Count Three of the plaintiffs' complaint is a negligence claim against Mr. Fowler. ECF Doc. 1-2, p. 26. The plaintiffs allege that Mr. Fowler assembled and attached the hammock to the masonry column, which ultimately collapsed and killed the two young girls. ECF Doc. 1-2, pp. 15-16, 24-25. The plaintiffs responded to the Court's September 8, 2022, non-document order and alleged new facts pertaining to Count Three. Specifically, the plaintiffs allege that Mr. Fowler caused harm by “(1) selecting the location for installation of the hammock, and (2) installing one or more hammocks.” ECF Doc. 14, p. 5. While the plaintiffs' factual allegations against Mr. Fowler are sparse, they form a common law negligence claim. See Snay v. Burr, 167 Ohio St.3d 123, 2021-Ohio-4113, 189 N.E.3d 758, at ¶ 13 (“To prove actionable negligence, a plaintiff must establish (1) the existence of a legal duty owed to the injured party, (2) the defendant's breach of that duty, and (3) that an injury proximately resulted from the defendant's breach of duty”). The finder of fact could reasonably find that Mr. Fowler owed a duty of care to the young sisters while assembling the hammock; he was deficient or negligent in selecting the location, installing the hammock, or deviating from the instruction manual; and, therefore, he breached his duty of care which proximately caused the girls' death. Count Three sufficiently alleges a common law negligence claim under Ohio law. Therefore, a colorable basis against
Mr. Fowler exists. There is a reasonable basis for predicting that Ohio state law might impose liability on Mr. Fowler on the facts alleged. Accordingly, Eagles Nest has failed to establish fraudulent joinder.

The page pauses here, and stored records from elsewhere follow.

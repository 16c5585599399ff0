//! Handling SML string escapes and the like.

use crate::is_whitespace;

/// The result of lexing a string.
#[derive(Debug, Default)]
pub struct Res {
  /// The decoded contents.
  pub value: String,
  /// The first error encountered, as a pair of (index where encountered, kind of error).
  pub error: Option<(usize, Error)>,
}

/// A kind of string error.
#[derive(Debug, Clone, Copy, PartialEq, Eq)]
pub enum Error {
  /// The input ended before the string was closed with a matching `"`.
  Unclosed,
  /// There was an invalid escape.
  InvalidEscape,
  /// There was non-whitespace in a string continuation.
  NonWhitespaceInContinuation,
  /// There was an unescaped control character.
  ControlChar,
  /// There was a character outside the allowed range.
  Unicode,
}

/// Lexes the SML string starting at `*idx`, decoding escapes.
///
/// If `allow_unicode` is false, characters (raw or escaped) above 255 are errors.
///
/// # Panics
///
/// If `s.as_bytes()[*idx]` is not a `"` upon entry to this function.
pub fn get(idx: &mut usize, s: &str, allow_unicode: bool) -> Res {
  let bs = s.as_bytes();
  assert_eq!(bs[*idx], b'"');
  *idx += 1;
  let mut res = Res::default();
  if let Err(e) = get_(&mut res, idx, s, allow_unicode) {
    res.error.get_or_insert((*idx, e));
  }
  res
}

fn get_(res: &mut Res, idx: &mut usize, s: &str, allow_unicode: bool) -> Result<(), Error> {
  let bs = s.as_bytes();
  loop {
    let &b = bs.get(*idx).ok_or(Error::Unclosed)?;
    match b {
      b'"' => {
        *idx += 1;
        return Ok(());
      }
      b'\\' => get_escape(res, idx, bs, allow_unicode)?,
      b if b < 32 || b == 127 => return Err(Error::ControlChar),
      _ => {
        let c = s[*idx..].chars().next().ok_or(Error::Unclosed)?;
        if u32::from(c) > 255 && !allow_unicode {
          return Err(Error::Unicode);
        }
        res.value.push(c);
        *idx += c.len_utf8();
      }
    }
  }
}

fn get_escape(res: &mut Res, idx: &mut usize, bs: &[u8], allow_unicode: bool) -> Result<(), Error> {
  *idx += 1;
  let &b = bs.get(*idx).ok_or(Error::Unclosed)?;
  let c = match b {
    b'a' => '\u{7}',
    b'b' => '\u{8}',
    b't' => '\t',
    b'n' => '\n',
    b'v' => '\u{b}',
    b'f' => '\u{c}',
    b'r' => '\r',
    b'"' => '"',
    b'\\' => '\\',
    b'^' => {
      *idx += 1;
      let &c = bs.get(*idx).ok_or(Error::Unclosed)?;
      if !(64..=95).contains(&c) {
        return Err(Error::InvalidEscape);
      }
      char::from(c - 64)
    }
    b'u' => {
      let n = digits(idx, bs, 4, 16)?;
      let c = char::from_u32(n).ok_or(Error::InvalidEscape)?;
      if n > 255 && !allow_unicode {
        return Err(Error::Unicode);
      }
      res.value.push(c);
      *idx += 1;
      return Ok(());
    }
    b if is_whitespace(b) => {
      loop {
        *idx += 1;
        let &b = bs.get(*idx).ok_or(Error::Unclosed)?;
        if b == b'\\' {
          *idx += 1;
          return Ok(());
        }
        if !is_whitespace(b) {
          return Err(Error::NonWhitespaceInContinuation);
        }
      }
    }
    b if b.is_ascii_digit() => {
      *idx -= 1;
      let n = digits(idx, bs, 3, 10)?;
      if n > 255 {
        return Err(Error::InvalidEscape);
      }
      res.value.push(char::from_u32(n).ok_or(Error::InvalidEscape)?);
      *idx += 1;
      return Ok(());
    }
    _ => return Err(Error::InvalidEscape),
  };
  res.value.push(c);
  *idx += 1;
  Ok(())
}

/// reads exactly `n` digits after `*idx`, leaving `*idx` on the last one.
fn digits(idx: &mut usize, bs: &[u8], n: usize, radix: u32) -> Result<u32, Error> {
  let mut ret = 0u32;
  for _ in 0..n {
    *idx += 1;
    let &b = bs.get(*idx).ok_or(Error::Unclosed)?;
    let d = char::from(b).to_digit(radix).ok_or(Error::InvalidEscape)?;
    ret = ret * radix + d;
  }
  Ok(ret)
}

As for Eagles Nest's alternative request, a court should consider the following five factors when deciding whether to sever a claim against a party.
(1) whether the claims arise out of the same transaction or occurrence; (2) whether the claims present some common questions of law or fact; (3) whether settlement of the claims or judicial economy would be facilitated; (4) whether prejudice would be avoided if severance were granted; and (5) whether different witnesses and documentary proof are required for separate claims.Parchman v. SLM Corp., 896 F.3d 728, 733 (6th Cir. 2018). In this case, the plaintiffs' claim against Mr. Fowler arises from the same occurrence as their claims against the company defendants and concerns the same questions of law and fact. Severing the claim against Mr. Fowler would not facilitate judicial economy. In fact, it would cause a state court to concurrently adjudicate nearly identical claims as this Court. Accordingly, this Court denies
Eagles Nest's request to sever the plaintiffs' claim against Mr. Fowler. Lastly, the plaintiffs request reasonable attorney's fees and expenses pursuant to 28 U.S.C. § 1447(c). ECF Doc. 9, p. 13. The award of attorney's fees under 28 U.S.C. § 1447(c) is in the Court's discretion. Martin v. Franklin Cap. Corp., 546 U.S. 132, 134 (2005). “Absent unusual circumstances, courts may award attorney's fees under § 1447(c) only where the removing party lacked an objectively reasonable basis for seeking removal.” Id. at 132.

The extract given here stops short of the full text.